進学先には多国籍な社会を選んだ。ハーフですと自己紹介しても目立たない、いろんな「ハーフ」がたくさんいる大学。自己紹介の時にハーフですか?いいですね。と言われることも無くなった。自分で自己紹介した通りに周りに受け止めてくれるのがとても嬉しかった。初めて自分のアイデンティティが認められた気がして嬉しかった。気分によってストレートヘアーにしたり自分のナチュラルウェーブを生かしたヘアスタイルにしたりするのが楽しくて仕方がなかった。どちらにしても周りからの扱いは変わらないことが私にとっては新しかった。

私は私だ。ハーフが私のアイデンティティの中心にあることもない

自分のアイデンティティはどう頑張ったって一人きりでは作れない、周りに受け止めてもらって初めて自分に深く根付くものだと実感した。自分で作り上げるだけのアイデンティティは脆いが人から受け止めてもらえたアイデンティティはしっかりと自分の心に根を張る。髪がストレートでも、ウェービーでも、目の色が明るくても、英語ができようとできまいと、私は私だ。ハーフは私を形容するごく一部でしかないし、それが私のアイデンティティの中心にあることもない。日本で生まれ育った私のアイデンティティには日本人らしさがたくさんある。
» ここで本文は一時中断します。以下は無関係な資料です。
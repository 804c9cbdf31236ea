//! Ordered list of directories searched for dotted module names.

use std::path::{Path, PathBuf};

use rustc_hash::FxHashSet;
use tracing::{debug, warn};

use super::probe::{SearchPathProbe, parse_search_path_output};
use crate::config::DiscoveryOptions;
use crate::runtime::Runtime;

/// Search directories in priority order, without duplicates.
#[derive(Debug, Clone, Default, PartialEq, Eq)]
pub struct SearchPaths {
    dirs: Vec<PathBuf>,
}

impl SearchPaths {
    /// Build the search list for a pass rooted at `base_dir`.
    ///
    /// Order: `base_dir`, then each configured local directory that exists
    /// under it, then whatever existing directories the probe reports.
    pub fn discover(
        base_dir: &Path,
        options: &DiscoveryOptions,
        runtime: &dyn Runtime,
        probe: &dyn SearchPathProbe,
    ) -> Self {
        let mut dirs = vec![base_dir.to_path_buf()];

        for name in &options.local_dirs {
            let dir = base_dir.join(name);
            if runtime.is_dir(&dir) {
                dirs.push(dir);
            }
        }

        if options.probe.enabled {
            dirs.extend(probed_dirs(options, runtime, probe));
        }

        let search_paths = Self::from_dirs(dirs);
        for dir in search_paths.iter() {
            debug!(dir = %dir.display(), "search directory");
        }
        search_paths
    }

    /// Wrap an explicit list, dropping later duplicates.
    pub fn from_dirs(dirs: impl IntoIterator<Item = PathBuf>) -> Self {
        let mut seen = FxHashSet::default();
        let dirs = dirs
            .into_iter()
            .filter(|dir| seen.insert(dir.clone()))
            .collect();
        Self { dirs }
    }

    pub fn dirs(&self) -> &[PathBuf] {
        &self.dirs
    }

    pub fn iter(&self) -> impl Iterator<Item = &PathBuf> {
        self.dirs.iter()
    }

    pub fn len(&self) -> usize {
        self.dirs.len()
    }

    pub fn is_empty(&self) -> bool {
        self.dirs.is_empty()
    }
}

fn probed_dirs(
    options: &DiscoveryOptions,
    runtime: &dyn Runtime,
    probe: &dyn SearchPathProbe,
) -> Vec<PathBuf> {
    let Some(output) = probe.query() else {
        return Vec::new();
    };

    let mut dirs: Vec<PathBuf> = parse_search_path_output(&output)
        .into_iter()
        .filter(|dir| runtime.is_dir(dir))
        .map(|dir| runtime.canonicalize(&dir).unwrap_or(dir))
        .collect();

    let mut seen = FxHashSet::default();
    dirs.retain(|dir| seen.insert(dir.clone()));

    let max = options.probe.max_dirs;
    if dirs.len() > max {
        warn!(
            reported = dirs.len(),
            kept = max,
            "search-path probe reported too many directories, ignoring the rest"
        );
        dirs.truncate(max);
    }

    dirs
}

#[cfg(test)]
mod tests {
    use super::*;
    use crate::resolver::probe::NoProbe;
    use crate::runtime::NativeRuntime;
    use std::fs;
    use tempfile::TempDir;

    #[derive(Debug)]
    struct FixedProbe(String);

    impl SearchPathProbe for FixedProbe {
        fn query(&self) -> Option<String> {
            Some(self.0.clone())
        }
    }

    fn base(temp: &TempDir) -> PathBuf {
        temp.path().canonicalize().unwrap()
    }

    #[test]
    fn test_base_dir_first_then_existing_local_dirs() {
        let temp = TempDir::new().unwrap();
        let base = base(&temp);
        fs::create_dir(base.join("src")).unwrap();
        fs::create_dir(base.join("lua_modules")).unwrap();

        let paths = SearchPaths::discover(&base, &DiscoveryOptions::default(), &NativeRuntime, &NoProbe);

        assert_eq!(
            paths.dirs(),
            &[base.clone(), base.join("lua_modules"), base.join("src")]
        );
    }

    #[test]
    fn test_probe_dirs_are_filtered_and_appended() {
        let temp = TempDir::new().unwrap();
        let base = base(&temp);
        let rocks = base.join("rocks");
        fs::create_dir(&rocks).unwrap();

        let output = format!(
            "{}/?.lua;{}/?/init.lua;{}/missing/?.lua",
            rocks.display(),
            rocks.display(),
            base.display()
        );
        let probe = FixedProbe(output);

        let paths = SearchPaths::discover(&base, &DiscoveryOptions::default(), &NativeRuntime, &probe);
        assert_eq!(paths.dirs(), &[base.clone(), rocks]);
    }

    #[test]
    fn test_disabled_probe_is_not_queried() {
        let temp = TempDir::new().unwrap();
        let base = base(&temp);
        let probe = FixedProbe(format!("{}/?.lua", base.join("elsewhere").display()));
        fs::create_dir(base.join("elsewhere")).unwrap();

        let options = DiscoveryOptions::default().without_probe();
        let paths = SearchPaths::discover(&base, &options, &NativeRuntime, &probe);
        assert_eq!(paths.dirs(), &[base]);
    }

    #[test]
    fn test_probe_contribution_is_capped() {
        let temp = TempDir::new().unwrap();
        let base = base(&temp);
        let mut entries = Vec::new();
        for i in 0..5 {
            let dir = base.join(format!("r{i}"));
            fs::create_dir(&dir).unwrap();
            entries.push(format!("{}/?.lua", dir.display()));
        }

        let mut options = DiscoveryOptions::default();
        options.probe.max_dirs = 2;
        let paths = SearchPaths::discover(&base, &options, &NativeRuntime, &FixedProbe(entries.join(";")));

        assert_eq!(paths.len(), 3);
        assert_eq!(paths.dirs()[2], base.join("r1"));
    }

    #[test]
    fn test_from_dirs_dedups_preserving_order() {
        let paths = SearchPaths::from_dirs([
            PathBuf::from("/a"),
            PathBuf::from("/b"),
            PathBuf::from("/a"),
        ]);
        assert_eq!(paths.dirs(), &[PathBuf::from("/a"), PathBuf::from("/b")]);
    }
}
先日日本に一時帰国して自分が変わったことに気がついた。もうハーフですか?いいですね。に何も苦しんでいない自分を。褒められているとも思わず、受け入れてもらっていないとも思わず、特別扱いされているとも思わない。にっこりと会釈して相手の言葉を受け入れる。褒めようとしてくれている相手に非なんてない。

それでも思う。いつか日本でもハーフが褒め言葉として使われなくなればと。そうしたら私も生まれ育った日本で自分の日本人としてのアイデンティティ形成できたのかもしれない。